A LOT of growth-stage marketing leaders I meet in the SF Bay Area treat demand generation in two ways:
1/ Seduced with measuring every bottom-of-the-funnel metric you could possibly imagine and tying it to annual recurring revenue. These people have financial models tying clicks on e-books to annual recurring revenue, to LTV, to company valuation. After all, how can you not measure anything and everything in Silicon Valley? They have nearly perfected the bottom of the funnel but keep hammering away and optimizing. They think this is mostly all there is to demand generation. Many of them also confuse demand capture with demand generation. Marketing Metrics are their AI Girlfriend.

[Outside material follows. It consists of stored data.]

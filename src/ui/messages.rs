use crate::utils::formatting::pad_right;
use std::fmt;

/// ANSI colors
const RESET: &str = "\x1b[0m";
const BOLD: &str = "\x1b[1m";

const FG_BLUE: &str = "\x1b[34m";
const FG_GREEN: &str = "\x1b[32m";
const FG_YELLOW: &str = "\x1b[33m";
const FG_RED: &str = "\x1b[31m";

/// Icons
const ICON_INFO: &str = "ℹ️";
const ICON_OK: &str = "✅";
const ICON_WARN: &str = "⚠️";
const ICON_ERR: &str = "❌";

pub fn info<T: fmt::Display>(msg: T) {
    println!("{}{}{} {}{}", FG_BLUE, BOLD, ICON_INFO, RESET, msg);
}

pub fn success<T: fmt::Display>(msg: T) {
    println!("{}{}{} {}{}", FG_GREEN, BOLD, ICON_OK, RESET, msg);
}

pub fn warning<T: fmt::Display>(msg: T) {
    println!("{}{}{} {}{}", FG_YELLOW, BOLD, ICON_WARN, RESET, msg);
}

pub fn error<T: fmt::Display>(msg: T) {
    eprintln!("{}{}{} {}{}", FG_RED, BOLD, ICON_ERR, RESET, msg);
}

/// One line per offending leaf field, indented under the error banner.
/// Goes to stderr together with `error`.
pub fn field_error<T: fmt::Display>(path: &str, msg: T) {
    eprintln!("   {} {}{}{}", pad_right(path, 12), FG_RED, msg, RESET);
}
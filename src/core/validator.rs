//! Time-range validation: "both empty or both valid" per pair, numeric
//! range checks, zero-padding normalization.

use crate::models::field::{NormalizedTimeField, TimeField};
use crate::models::field_path::FieldPath;
use crate::models::range::{NormalizedTimeRangeInput, TimeRangeInput};
use crate::models::report::ValidationReport;
use crate::models::violation::Violation;

pub const HOUR_MAX: u32 = 23;
pub const MINUTE_MAX: u32 = 59;

/// Which pair a leaf belongs to, used to scope error paths.
#[derive(Debug, Clone, Copy, PartialEq, Eq)]
pub enum Pair {
    Start,
    End,
}

impl Pair {
    fn hour_path(self) -> FieldPath {
        match self {
            Pair::Start => FieldPath::StartHour,
            Pair::End => FieldPath::EndHour,
        }
    }

    fn minute_path(self) -> FieldPath {
        match self {
            Pair::Start => FieldPath::StartMinute,
            Pair::End => FieldPath::EndMinute,
        }
    }
}

/// Left-pad with zeros to a minimum width of 2. Longer input is kept as-is.
fn pad2(s: &str) -> String {
    format!("{:0>2}", s)
}

/// Non-negative integer parse with an upper bound. Rejects sign-less
/// garbage and negatives in one go.
fn in_range(s: &str, max: u32) -> bool {
    matches!(s.parse::<u32>(), Ok(v) if v <= max)
}

/// Validate a single hour/minute pair.
///
/// The strict branch is tried first: once both leaves are non-empty the
/// empty branch is off the table and range errors surface as-is. Only a
/// structural failure (at least one empty leaf) falls through.
fn validate_pair(pair: Pair, field: &TimeField, report: &mut ValidationReport) -> Option<NormalizedTimeField> {
    let hour = field.hour.trim();
    let minute = field.minute.trim();

    if !hour.is_empty() && !minute.is_empty() {
        let hour = pad2(hour);
        let minute = pad2(minute);

        // Independent checks: both may fire for the same pair.
        let mut ok = true;
        if !in_range(&hour, HOUR_MAX) {
            report.insert(pair.hour_path(), Violation::HourOutOfRange);
            ok = false;
        }
        if !in_range(&minute, MINUTE_MAX) {
            report.insert(pair.minute_path(), Violation::MinuteOutOfRange);
            ok = false;
        }

        return ok.then(|| NormalizedTimeField::new(hour, minute));
    }

    if hour.is_empty() && minute.is_empty() {
        return Some(NormalizedTimeField::empty());
    }

    // Exactly one leaf is filled: the empty side is required. The filled
    // side is not range-checked here.
    if hour.is_empty() {
        report.insert(pair.hour_path(), Violation::RequiredFieldMissing);
    } else {
        report.insert(pair.minute_path(), Violation::RequiredFieldMissing);
    }
    None
}

/// Validate a full payload. Start and end are independent; the report
/// aggregates every field error across both pairs.
pub fn validate(input: &TimeRangeInput) -> Result<NormalizedTimeRangeInput, ValidationReport> {
    let mut report = ValidationReport::new();

    let start = validate_pair(Pair::Start, &input.start, &mut report);
    let end = validate_pair(Pair::End, &input.end, &mut report);

    match (start, end) {
        (Some(start), Some(end)) => Ok(NormalizedTimeRangeInput { start, end }),
        _ => Err(report),
    }
}
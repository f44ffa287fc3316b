//! Time utilities: parsing HH:MM, span computations.

use chrono::NaiveTime;

pub fn parse_time(t: &str) -> Option<NaiveTime> {
    NaiveTime::parse_from_str(t, "%H:%M").ok()
}

pub fn minutes_between(start: NaiveTime, end: NaiveTime) -> i64 {
    let duration = end - start;
    duration.num_minutes()
}
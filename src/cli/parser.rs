use clap::{Parser, Subcommand};

/// Command-line interface definition for trcheck
/// CLI application to validate and normalize HH:MM time-range fields
#[derive(Parser)]
#[command(
    name = "trcheck",
    version = env!("CARGO_PKG_VERSION"),
    about = "A simple time-range checking CLI: validate and normalize paired HH:MM form fields",
    long_about = None
)]
pub struct Cli {
    /// Override configuration file path (useful for tests or custom setups)
    #[arg(global = true, long = "config")]
    pub config: Option<String>,

    /// Run in test mode (defaults only, never touches the config file)
    #[arg(global = true, long = "test", hide = true)]
    pub test: bool,

    #[command(subcommand)]
    pub command: Commands,
}

#[derive(Subcommand)]
pub enum Commands {
    /// Initialize the configuration directory and default config file
    Init,

    /// Manage the configuration file
    Config {
        #[arg(long = "print", help = "Print the current configuration")]
        print_config: bool,

        #[arg(long = "check", help = "Check configuration file for missing fields")]
        check: bool,

        #[arg(long = "path", help = "Print the configuration file location")]
        path: bool,
    },

    /// Validate a single time-range payload
    Check {
        /// Start hour field, as typed (missing = empty)
        #[arg(long = "start-hour", help = "Start hour field (HH)")]
        start_hour: Option<String>,

        /// Start minute field, as typed (missing = empty)
        #[arg(long = "start-minute", help = "Start minute field (MM)")]
        start_minute: Option<String>,

        /// End hour field, as typed (missing = empty)
        #[arg(long = "end-hour", help = "End hour field (HH)")]
        end_hour: Option<String>,

        /// End minute field, as typed (missing = empty)
        #[arg(long = "end-minute", help = "End minute field (MM)")]
        end_minute: Option<String>,

        /// Read the payload as JSON from a file, or '-' for stdin
        #[arg(
            long = "json",
            conflicts_with_all = ["start_hour", "start_minute", "end_hour", "end_minute"],
            help = "Read the payload as JSON from a file ('-' = stdin)"
        )]
        json: Option<String>,

        /// Output format override
        #[arg(long = "format", help = "Output format: text or json")]
        format: Option<String>,
    },

    /// Validate a JSON array of time-range payloads
    Batch {
        /// Input file containing a JSON array, or '-' for stdin
        file: String,

        /// Output format override
        #[arg(long = "format", help = "Output format: text or json")]
        format: Option<String>,
    },
}
use crate::utils::time::parse_time;
use chrono::NaiveTime;
use serde::{Deserialize, Serialize};

/// Raw hour/minute pair exactly as typed by the user.
///
/// Both leaves default to the empty string so an absent JSON key reads the
/// same as an untouched input field.
#[derive(Debug, Clone, Default, PartialEq, Eq, Serialize, Deserialize)]
pub struct TimeField {
    #[serde(default)]
    pub hour: String,
    #[serde(default)]
    pub minute: String,
}

impl TimeField {
    pub fn new(hour: impl Into<String>, minute: impl Into<String>) -> Self {
        Self {
            hour: hour.into(),
            minute: minute.into(),
        }
    }
}

/// Validated pair: both leaves are zero-padded numeric strings, or both are
/// empty. Never mixed.
#[derive(Debug, Clone, Default, PartialEq, Eq, Serialize)]
pub struct NormalizedTimeField {
    pub hour: String,
    pub minute: String,
}

impl NormalizedTimeField {
    pub fn empty() -> Self {
        Self::default()
    }

    pub fn new(hour: impl Into<String>, minute: impl Into<String>) -> Self {
        Self {
            hour: hour.into(),
            minute: minute.into(),
        }
    }

    /// The empty pair carries no time at all (hour and minute are co-empty).
    pub fn is_empty(&self) -> bool {
        self.hour.is_empty()
    }

    /// Bridge to chrono. `None` for the empty pair or for values chrono
    /// cannot read back (e.g. an over-padded "005").
    pub fn as_naive_time(&self) -> Option<NaiveTime> {
        if self.is_empty() {
            return None;
        }
        parse_time(&format!("{}:{}", self.hour, self.minute))
    }

    /// "HH:MM", or the given placeholder for the empty pair.
    pub fn display_hhmm(&self, placeholder: &str) -> String {
        if self.is_empty() {
            placeholder.to_string()
        } else {
            format!("{}:{}", self.hour, self.minute)
        }
    }
}
use crate::cli::parser::Commands;
use crate::config::Config;
use crate::core::check::CheckLogic;
use crate::errors::AppResult;
use crate::models::field::TimeField;
use crate::models::range::TimeRangeInput;
use crate::ui;
use crate::utils::input::read_payload;

/// Validate a single time-range payload.
pub fn handle(cmd: &Commands, cfg: &Config) -> AppResult<()> {
    if let Commands::Check {
        start_hour,
        start_minute,
        end_hour,
        end_minute,
        json,
        format,
    } = cmd
    {
        //
        // 1. Resolve the output format (flag wins over config)
        //
        let fmt = ui::resolve_format(format.as_deref(), cfg)?;

        //
        // 2. Build the payload: JSON file/stdin, or the four field flags.
        //    A missing flag reads as an untouched, empty field.
        //
        let input: TimeRangeInput = match json {
            Some(path) => serde_json::from_str(&read_payload(path)?)?,
            None => TimeRangeInput::new(
                TimeField::new(
                    start_hour.clone().unwrap_or_default(),
                    start_minute.clone().unwrap_or_default(),
                ),
                TimeField::new(
                    end_hour.clone().unwrap_or_default(),
                    end_minute.clone().unwrap_or_default(),
                ),
            ),
        };

        //
        // 3. Validate and render
        //
        CheckLogic::apply(&input, fmt, cfg)?;
    }

    Ok(())
}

2/ Obsessed with branding, putting millions into advertising for the long run when we are all dead. Many of these people have bottlenecks at the bottom of their funnels where sales people don’t follow up and leads get missed. Many of these purists think they are the custodians of the term “demand generation” or marketing in general.
I see more people with skillset #1 than #2, and that’s why I’m particularly disappointed by how branding is treated with such disdain or is so misunderstood/mislabeled.

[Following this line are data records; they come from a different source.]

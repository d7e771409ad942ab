use anyhow::{Context, Result};
use std::time::Duration;

use crate::audio::WavInfo;
use crate::config::Config;
use crate::launcher;
use crate::process::{self, CaptureProcess};
use crate::state::ControlWord;

/// Watch the control file and drive the capture process.
///
/// Reacts only to changes of the commanded word, so rereading the same
/// `start` on every poll does not respawn the capture. The daemon prefers the
/// process handle it owns; the pid file is the fallback for a capture that
/// outlived a previous daemon.
pub async fn run(config: Config) -> Result<()> {
    let state = config.session_state();
    state
        .ensure_control_file()
        .context("Failed to create control file")?;

    let mut capture: Option<CaptureProcess> = None;
    let mut last_word: Option<ControlWord> = None;
    let mut ticker = tokio::time::interval(Duration::from_millis(config.poll_interval_ms));

    tracing::info!(
        "Recording daemon started, watching {:?}",
        config.control_path
    );

    loop {
        tokio::select! {
            _ = ticker.tick() => {
                let word = match state.read_control() {
                    Ok(word) => word,
                    Err(e) => {
                        tracing::warn!("Failed to read control file: {}", e);
                        continue;
                    }
                };

                if word == last_word {
                    continue;
                }

                match word {
                    Some(ControlWord::Start) => handle_start(&config, &mut capture),
                    Some(ControlWord::Stop) => handle_stop(&config, &mut capture).await,
                    None => {}
                }

                last_word = word;
            }

            _ = tokio::signal::ctrl_c() => {
                tracing::info!("Received Ctrl+C, shutting down");
                break;
            }
        }
    }

    if let Some(live) = capture.take() {
        stop_owned_capture(live, &config).await;
    }

    tracing::info!("Daemon shutdown complete");
    Ok(())
}

fn handle_start(config: &Config, capture: &mut Option<CaptureProcess>) {
    if capture.as_mut().is_some_and(|c| c.is_alive()) {
        tracing::debug!("Capture already running, ignoring start");
        return;
    }

    match launcher::launch(config) {
        Ok(live) => *capture = Some(live),
        Err(e) => tracing::error!("Failed to start capture: {}", e),
    }
}

async fn handle_stop(config: &Config, capture: &mut Option<CaptureProcess>) {
    if let Some(live) = capture.take() {
        stop_owned_capture(live, config).await;
        return;
    }

    // No owned handle: a previous daemon may have launched the capture. Verify
    // the stored pid is alive before signaling it.
    match process::read_pid_file(&config.pid_path()) {
        Ok(Some(pid)) => {
            let stopped = tokio::task::spawn_blocking(move || process::terminate_pid(pid)).await;
            match stopped {
                Ok(Ok(true)) => {
                    tracing::info!("Stopped orphaned capture process (pid {})", pid);
                    log_recording(config);
                }
                Ok(Ok(false)) => {
                    tracing::debug!("Pid file names {} but no such process is running", pid)
                }
                Ok(Err(e)) => tracing::error!("Failed to stop capture process {}: {}", pid, e),
                Err(e) => tracing::error!("Capture shutdown task panicked: {}", e),
            }
        }
        Ok(None) => tracing::debug!("Stop requested but no capture is running"),
        Err(e) => tracing::warn!("Failed to read pid file: {}", e),
    }
}

async fn stop_owned_capture(capture: CaptureProcess, config: &Config) {
    let pid = capture.id();
    // terminate() sleeps while polling for exit, so run it off the runtime
    let result = tokio::task::spawn_blocking(move || capture.terminate()).await;

    match result {
        Ok(Ok(())) => {
            tracing::info!("Capture stopped (pid {})", pid);
            log_recording(config);
        }
        Ok(Err(e)) => tracing::error!("Failed to stop capture: {}", e),
        Err(e) => tracing::error!("Capture shutdown task panicked: {}", e),
    }
}

fn log_recording(config: &Config) {
    let path = config.recording_path();
    match WavInfo::probe(&path) {
        Ok(info) => tracing::info!(
            "Captured {:.1}s of {}-channel audio at {}Hz in {:?}",
            info.duration_secs(),
            info.channels,
            info.sample_rate,
            path
        ),
        Err(e) => tracing::warn!("Finished recording is unreadable: {}", e),
    }
}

And no, this isn’t about the nuances of defining what counts as performance marketing versus branding. It’s a binary choice many make.

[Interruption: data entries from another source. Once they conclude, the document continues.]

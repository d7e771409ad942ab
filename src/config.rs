use anyhow::{Context, Result};
use serde::{Deserialize, Serialize};
use std::path::PathBuf;

use crate::state::SessionState;

/// File names inside the scratch directory are fixed; only the directory
/// itself is configurable.
const RECORDING_FILE_NAME: &str = "recording.wav";
const PID_FILE_NAME: &str = "recording_pid";

#[derive(Debug, Deserialize, Serialize)]
pub struct Config {
    #[serde(default = "default_marker_path")]
    pub marker_path: PathBuf,

    #[serde(default = "default_control_path")]
    pub control_path: PathBuf,

    #[serde(default = "default_scratch_dir")]
    pub scratch_dir: PathBuf,

    #[serde(default = "default_capture_program")]
    pub capture_program: String,

    #[serde(default = "default_sample_rate")]
    pub sample_rate: u32,

    #[serde(default = "default_channels")]
    pub channels: u16,

    #[serde(default = "default_notifications")]
    pub notifications: bool,

    #[serde(default = "default_poll_interval_ms")]
    pub poll_interval_ms: u64,
}

fn default_marker_path() -> PathBuf {
    PathBuf::from("/tmp/whisper_recording")
}

fn default_control_path() -> PathBuf {
    PathBuf::from("/tmp/whisper_control")
}

fn default_scratch_dir() -> PathBuf {
    let home = std::env::var("HOME").unwrap_or_else(|_| ".".to_string());
    PathBuf::from(home).join("dev/s2t/tmp")
}

fn default_capture_program() -> String {
    "rec".to_string()
}

fn default_sample_rate() -> u32 {
    44100
}

fn default_channels() -> u16 {
    2
}

fn default_notifications() -> bool {
    true
}

fn default_poll_interval_ms() -> u64 {
    100
}

impl Default for Config {
    fn default() -> Self {
        Self {
            marker_path: default_marker_path(),
            control_path: default_control_path(),
            scratch_dir: default_scratch_dir(),
            capture_program: default_capture_program(),
            sample_rate: default_sample_rate(),
            channels: default_channels(),
            notifications: default_notifications(),
            poll_interval_ms: default_poll_interval_ms(),
        }
    }
}

impl Config {
    /// Load configuration from the default location (~/.config/s2t/config.json)
    pub fn load() -> Result<Self> {
        let config_path = Self::config_path()?;

        if !config_path.exists() {
            tracing::info!(
                "Config file not found at {:?}, creating default config",
                config_path
            );
            let config = Self::default();
            config.save()?;
            return Ok(config);
        }

        let contents = std::fs::read_to_string(&config_path)
            .with_context(|| format!("Failed to read config file: {:?}", config_path))?;

        let config: Self = serde_json::from_str(&contents)
            .with_context(|| format!("Failed to parse config file: {:?}", config_path))?;

        tracing::info!("Loaded config from {:?}", config_path);
        Ok(config)
    }

    /// Save configuration to the default location
    pub fn save(&self) -> Result<()> {
        let config_path = Self::config_path()?;

        // Create parent directory if it doesn't exist
        if let Some(parent) = config_path.parent() {
            std::fs::create_dir_all(parent)
                .with_context(|| format!("Failed to create config directory: {:?}", parent))?;
        }

        let contents = serde_json::to_string_pretty(self).context("Failed to serialize config")?;

        std::fs::write(&config_path, contents)
            .with_context(|| format!("Failed to write config file: {:?}", config_path))?;

        tracing::info!("Saved config to {:?}", config_path);
        Ok(())
    }

    /// Get the path to the configuration file
    fn config_path() -> Result<PathBuf> {
        let config_dir = if let Ok(dir) = std::env::var("XDG_CONFIG_HOME") {
            PathBuf::from(dir)
        } else {
            let home = std::env::var("HOME").context("HOME environment variable not set")?;
            PathBuf::from(home).join(".config")
        };

        Ok(config_dir.join("s2t").join("config.json"))
    }

    /// Validate the configuration
    pub fn validate(&self) -> Result<()> {
        if self.capture_program.is_empty() {
            return Err(anyhow::anyhow!("capture_program cannot be empty"));
        }

        if self.sample_rate == 0 {
            return Err(anyhow::anyhow!("sample_rate must be nonzero"));
        }

        if self.channels == 0 {
            return Err(anyhow::anyhow!("channels must be nonzero"));
        }

        if self.poll_interval_ms == 0 {
            return Err(anyhow::anyhow!("poll_interval_ms must be nonzero"));
        }

        Ok(())
    }

    pub fn recording_path(&self) -> PathBuf {
        self.scratch_dir.join(RECORDING_FILE_NAME)
    }

    pub fn pid_path(&self) -> PathBuf {
        self.scratch_dir.join(PID_FILE_NAME)
    }

    pub fn session_state(&self) -> SessionState {
        SessionState::new(self.marker_path.clone(), self.control_path.clone())
    }
}

#[cfg(test)]
mod tests {
    use super::*;

    #[test]
    fn defaults_validate() {
        let config = Config::default();

        config.validate().unwrap();
        assert_eq!(config.marker_path, PathBuf::from("/tmp/whisper_recording"));
        assert_eq!(config.control_path, PathBuf::from("/tmp/whisper_control"));
        assert!(config.recording_path().ends_with("recording.wav"));
        assert!(config.pid_path().ends_with("recording_pid"));
    }

    #[test]
    fn validate_rejects_bad_values() {
        let mut config = Config::default();
        config.capture_program = String::new();
        assert!(config.validate().is_err());

        let mut config = Config::default();
        config.sample_rate = 0;
        assert!(config.validate().is_err());

        let mut config = Config::default();
        config.channels = 0;
        assert!(config.validate().is_err());
    }

    #[test]
    fn missing_fields_fall_back_to_defaults() {
        let config: Config = serde_json::from_str("{}").unwrap();

        assert_eq!(config.sample_rate, 44100);
        assert_eq!(config.channels, 2);
        assert_eq!(config.capture_program, "rec");
        assert!(config.notifications);
    }
}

If you’ve already fixed your bottom of the funnel to a large extent, why are you wasting your entire team’s time on the 5% of your customer base currently in the market and asking them to improve utterly useless marketing metrics? Why don’t you go out more and actually market the company?
Why is this the case? Could be a variety of factors such as lack of exposure to other areas of marketing, background from which you’ve been promoted, could also be a unique company situation, could be a lack of skill or will – after all it is not easy to speak fluently on a webinar or be a good orator in a room full of prospects.
And, if you think the CEO is the only oratory champion for your company – my friend, I have news for you. #NGMI
PS: I rarely meet anyone in the marketing department who talks about working on driving retention. Topic for another day!